Distributed Environmental Monitoring

Abstract

In this review we report two major applications of gold nanoparticles in the field of bioassay and sensing. The first application is a unique, sensitive, and highly specific immunoassay system for antibodies using gold nanoparticles. The assay is based on the aggregation of gold nanoparticles that are coated with protein antigens in the presence of their corresponding antibodies. Aggregation of the gold nanoparticles results in an absorption change at 620 nm that is used to calibrate the amount of antibodies. The effects of pH, temperature, and the concentration of protein A-coated gold nanoparticles on the sensitivity of the assay were investigated. A dynamic range of two orders of magnitude and a limit of detection of 1 μg/mL of anti-protein A were observed. The second application of nanoparticles is luminescence nanosensors, which have their potential use as site-specific probes in samples of limited dimensions. Novel methods of nanosensor fabrication to obtain nanosensors with improved analytical properties are reported.
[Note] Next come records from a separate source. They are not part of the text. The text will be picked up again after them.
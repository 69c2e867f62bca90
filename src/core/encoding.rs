//! JSON encoding for domain values
//!
//! Every response body goes through [`encode`]. The rules:
//! - enumerations encode as their scalar value, never their variant name
//!   (see [`ScalarEnum`] and the `scalar_enum!` macro)
//! - records encode as objects keyed by field name; wrap a value in
//!   [`AsArray`] to emit its fields positionally instead
//! - timezone-aware date/times encode as ISO-8601 with their UTC offset,
//!   naive ones without an offset
//! - `None` encodes as `null`
//! - maps keep insertion order (see [`OrderedMap`])
//!
//! Output is byte-for-byte deterministic for a given input.

use indexmap::IndexMap;
use serde::ser::Error as _;
use serde::{Deserialize, Serialize, Serializer};
use serde_json::Value;
use thiserror::Error;

/// Encode a value as compact JSON text
///
/// Fails only for values outside the supported shape (for example a map
/// with non-string keys), which is a programming error.
pub fn encode<T: Serialize + ?Sized>(value: &T) -> Result<String, serde_json::Error> {
    serde_json::to_string(value)
}

/// An enumeration whose JSON form is a fixed string value
pub trait ScalarEnum: Sized + Copy + 'static {
    const VARIANTS: &'static [Self];

    fn value(self) -> &'static str;

    fn from_value(value: &str) -> Option<Self> {
        Self::VARIANTS.iter().copied().find(|v| v.value() == value)
    }
}

/// Returned when a string names no variant of a [`ScalarEnum`]
#[derive(Debug, Clone, PartialEq, Eq, Error)]
#[error("unknown {type_name} {value:?}")]
pub struct UnknownVariant {
    pub type_name: &'static str,
    pub value: String,
}

/// Declares an enum together with its [`ScalarEnum`], `Display`, `FromStr`
/// and serde impls, all driven by the listed string values.
macro_rules! scalar_enum {
    (
        $(#[$meta:meta])*
        $vis:vis enum $name:ident {
            $($(#[$vmeta:meta])* $variant:ident => $value:literal),+ $(,)?
        }
    ) => {
        $(#[$meta])*
        #[derive(Debug, Clone, Copy, PartialEq, Eq, Hash)]
        $vis enum $name {
            $($(#[$vmeta])* $variant),+
        }

        impl $crate::core::encoding::ScalarEnum for $name {
            const VARIANTS: &'static [Self] = &[$(Self::$variant),+];

            fn value(self) -> &'static str {
                match self {
                    $(Self::$variant => $value),+
                }
            }
        }

        impl ::std::fmt::Display for $name {
            fn fmt(&self, f: &mut ::std::fmt::Formatter<'_>) -> ::std::fmt::Result {
                f.write_str($crate::core::encoding::ScalarEnum::value(*self))
            }
        }

        impl ::std::str::FromStr for $name {
            type Err = $crate::core::encoding::UnknownVariant;

            fn from_str(s: &str) -> Result<Self, Self::Err> {
                <Self as $crate::core::encoding::ScalarEnum>::from_value(s).ok_or_else(|| {
                    $crate::core::encoding::UnknownVariant {
                        type_name: stringify!($name),
                        value: s.to_string(),
                    }
                })
            }
        }

        impl ::serde::Serialize for $name {
            fn serialize<S: ::serde::Serializer>(&self, serializer: S) -> Result<S::Ok, S::Error> {
                serializer.serialize_str($crate::core::encoding::ScalarEnum::value(*self))
            }
        }

        impl<'de> ::serde::Deserialize<'de> for $name {
            fn deserialize<D: ::serde::Deserializer<'de>>(deserializer: D) -> Result<Self, D::Error> {
                let value = <String as ::serde::Deserialize>::deserialize(deserializer)?;
                value.parse::<Self>().map_err(::serde::de::Error::custom)
            }
        }
    };
}

pub(crate) use scalar_enum;

/// Emits a record positionally, as a JSON array of its field values
///
/// ```
/// use compstate_http::core::encoding::{encode, AsArray};
///
/// #[derive(serde::Serialize)]
/// struct Pair { first: u8, second: u8 }
///
/// let pair = Pair { first: 1, second: 2 };
/// assert_eq!(encode(&pair).unwrap(), r#"{"first":1,"second":2}"#);
/// assert_eq!(encode(&AsArray(&pair)).unwrap(), "[1,2]");
/// ```
#[derive(Debug, Clone, Copy)]
pub struct AsArray<'a, T: ?Sized>(pub &'a T);

impl<T: Serialize + ?Sized> Serialize for AsArray<'_, T> {
    fn serialize<S: Serializer>(&self, serializer: S) -> Result<S::Ok, S::Error> {
        match serde_json::to_value(self.0).map_err(S::Error::custom)? {
            Value::Object(fields) => serializer.collect_seq(fields.into_iter().map(|(_, v)| v)),
            other => other.serialize(serializer),
        }
    }
}

/// String-keyed map that remembers insertion order
///
/// Serializes as a JSON object with keys in insertion order and keeps file
/// order when deserialized. Inserting an existing key replaces its value in
/// place.
#[derive(Debug, Clone, PartialEq, Eq, Serialize, Deserialize)]
#[serde(transparent)]
pub struct OrderedMap<V> {
    entries: IndexMap<String, V>,
}

impl<V> OrderedMap<V> {
    pub fn new() -> Self {
        Self {
            entries: IndexMap::new(),
        }
    }

    pub fn insert(&mut self, key: impl Into<String>, value: V) {
        self.entries.insert(key.into(), value);
    }

    pub fn get(&self, key: &str) -> Option<&V> {
        self.entries.get(key)
    }

    pub fn contains_key(&self, key: &str) -> bool {
        self.entries.contains_key(key)
    }

    pub fn iter(&self) -> impl Iterator<Item = (&str, &V)> {
        self.entries.iter().map(|(k, v)| (k.as_str(), v))
    }

    pub fn keys(&self) -> impl Iterator<Item = &str> {
        self.entries.keys().map(String::as_str)
    }

    pub fn values(&self) -> impl Iterator<Item = &V> {
        self.entries.values()
    }

    pub fn len(&self) -> usize {
        self.entries.len()
    }

    pub fn is_empty(&self) -> bool {
        self.entries.is_empty()
    }
}

impl<V> Default for OrderedMap<V> {
    fn default() -> Self {
        Self::new()
    }
}

impl<K: Into<String>, V> FromIterator<(K, V)> for OrderedMap<V> {
    fn from_iter<I: IntoIterator<Item = (K, V)>>(iter: I) -> Self {
        Self {
            entries: iter.into_iter().map(|(k, v)| (k.into(), v)).collect(),
        }
    }
}

#[cfg(test)]
mod tests {
    use super::*;
    use chrono::{FixedOffset, NaiveDate, TimeZone};
    use std::collections::HashMap;

    scalar_enum! {
        enum Thing {
            Yup => "the-string-value",
            Nope => "another-value",
        }
    }

    #[derive(Serialize)]
    struct Slot {
        start: chrono::DateTime<FixedOffset>,
        end: chrono::DateTime<FixedOffset>,
        label: Option<String>,
    }

    fn slot() -> Slot {
        let offset = FixedOffset::east_opt(3600).unwrap();
        Slot {
            start: offset.with_ymd_and_hms(2014, 4, 26, 13, 0, 0).unwrap(),
            end: offset.with_ymd_and_hms(2014, 4, 26, 13, 5, 0).unwrap(),
            label: None,
        }
    }

    #[test]
    fn test_simple_sequences() {
        assert_eq!(encode(&[1]).unwrap(), "[1]");
        assert_eq!(encode(&vec![1, 2, 3]).unwrap(), "[1,2,3]");
    }

    #[test]
    fn test_enum_encodes_scalar_value() {
        assert_eq!(encode(&Thing::Yup).unwrap(), r#""the-string-value""#);
        assert_eq!(Thing::Nope.to_string(), "another-value");
    }

    #[test]
    fn test_enum_parses_from_value_only() {
        assert_eq!("the-string-value".parse::<Thing>().unwrap(), Thing::Yup);
        let err = "Yup".parse::<Thing>().unwrap_err();
        assert_eq!(err.type_name, "Thing");
        assert_eq!(err.value, "Yup");
    }

    #[test]
    fn test_enum_deserializes() {
        let thing: Thing = serde_json::from_str(r#""another-value""#).unwrap();
        assert_eq!(thing, Thing::Nope);
        assert!(serde_json::from_str::<Thing>(r#""bees""#).is_err());
    }

    #[test]
    fn test_record_as_object() {
        assert_eq!(
            encode(&slot()).unwrap(),
            r#"{"start":"2014-04-26T13:00:00+01:00","end":"2014-04-26T13:05:00+01:00","label":null}"#
        );
    }

    #[test]
    fn test_record_as_array() {
        assert_eq!(
            encode(&AsArray(&slot())).unwrap(),
            r#"["2014-04-26T13:00:00+01:00","2014-04-26T13:05:00+01:00",null]"#
        );
    }

    #[test]
    fn test_naive_datetime_has_no_offset() {
        let naive = NaiveDate::from_ymd_opt(2014, 4, 26)
            .unwrap()
            .and_hms_opt(13, 0, 0)
            .unwrap();
        assert_eq!(encode(&naive).unwrap(), r#""2014-04-26T13:00:00""#);
    }

    #[test]
    fn test_encoding_is_deterministic() {
        let first = encode(&slot()).unwrap();
        let second = encode(&slot()).unwrap();
        assert_eq!(first.as_bytes(), second.as_bytes());
    }

    #[test]
    fn test_ordered_map_keeps_insertion_order() {
        let map: OrderedMap<u32> = [("zeta", 1), ("alpha", 2), ("mid", 3)]
            .into_iter()
            .collect();
        assert_eq!(encode(&map).unwrap(), r#"{"zeta":1,"alpha":2,"mid":3}"#);
    }

    #[test]
    fn test_ordered_map_replaces_in_place() {
        let mut map = OrderedMap::new();
        map.insert("a", 1);
        map.insert("b", 2);
        map.insert("a", 3);
        assert_eq!(map.len(), 2);
        assert_eq!(encode(&map).unwrap(), r#"{"a":3,"b":2}"#);
    }

    #[test]
    fn test_ordered_map_large_build_keeps_order() {
        let map: OrderedMap<usize> = (0..2000).rev().map(|n| (format!("k{}", n), n)).collect();
        assert_eq!(map.len(), 2000);
        assert_eq!(map.keys().next(), Some("k1999"));
        assert_eq!(map.keys().last(), Some("k0"));
        assert_eq!(map.get("k1000"), Some(&1000));
    }

    #[test]
    fn test_ordered_map_deserializes_in_file_order() {
        let map: OrderedMap<u32> = serde_json::from_str(r#"{"QMC": 3, "GRS": 5}"#).unwrap();
        assert_eq!(map.keys().collect::<Vec<_>>(), vec!["QMC", "GRS"]);
        assert_eq!(map.get("GRS"), Some(&5));
    }

    #[test]
    fn test_unsupported_shape_is_an_error() {
        let mut map = HashMap::new();
        map.insert(vec![1u8], 1u8);
        assert!(encode(&map).is_err());
    }
}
A new approach for controlled synthesis of fluorescence nanosensors for pH measurements is also presented. Gold nanoparticles were used as a supportive matrix for the sensing component. Polymer layers that include the active sensing element were deposited on the gold nanoparticles surface using an electrostatic-based layer by layer deposition method. Polymer layers of alternating charges were deposited on the particle surface through attractive electrostatic interactions. Such method enabled a more precise control of the size, size distribution and density of fluorophores on each particle. The study shows that this is an effective way to fabricate particle-based fluorescent nanosensors that are stable and effective in measuring the pH in aqueous media.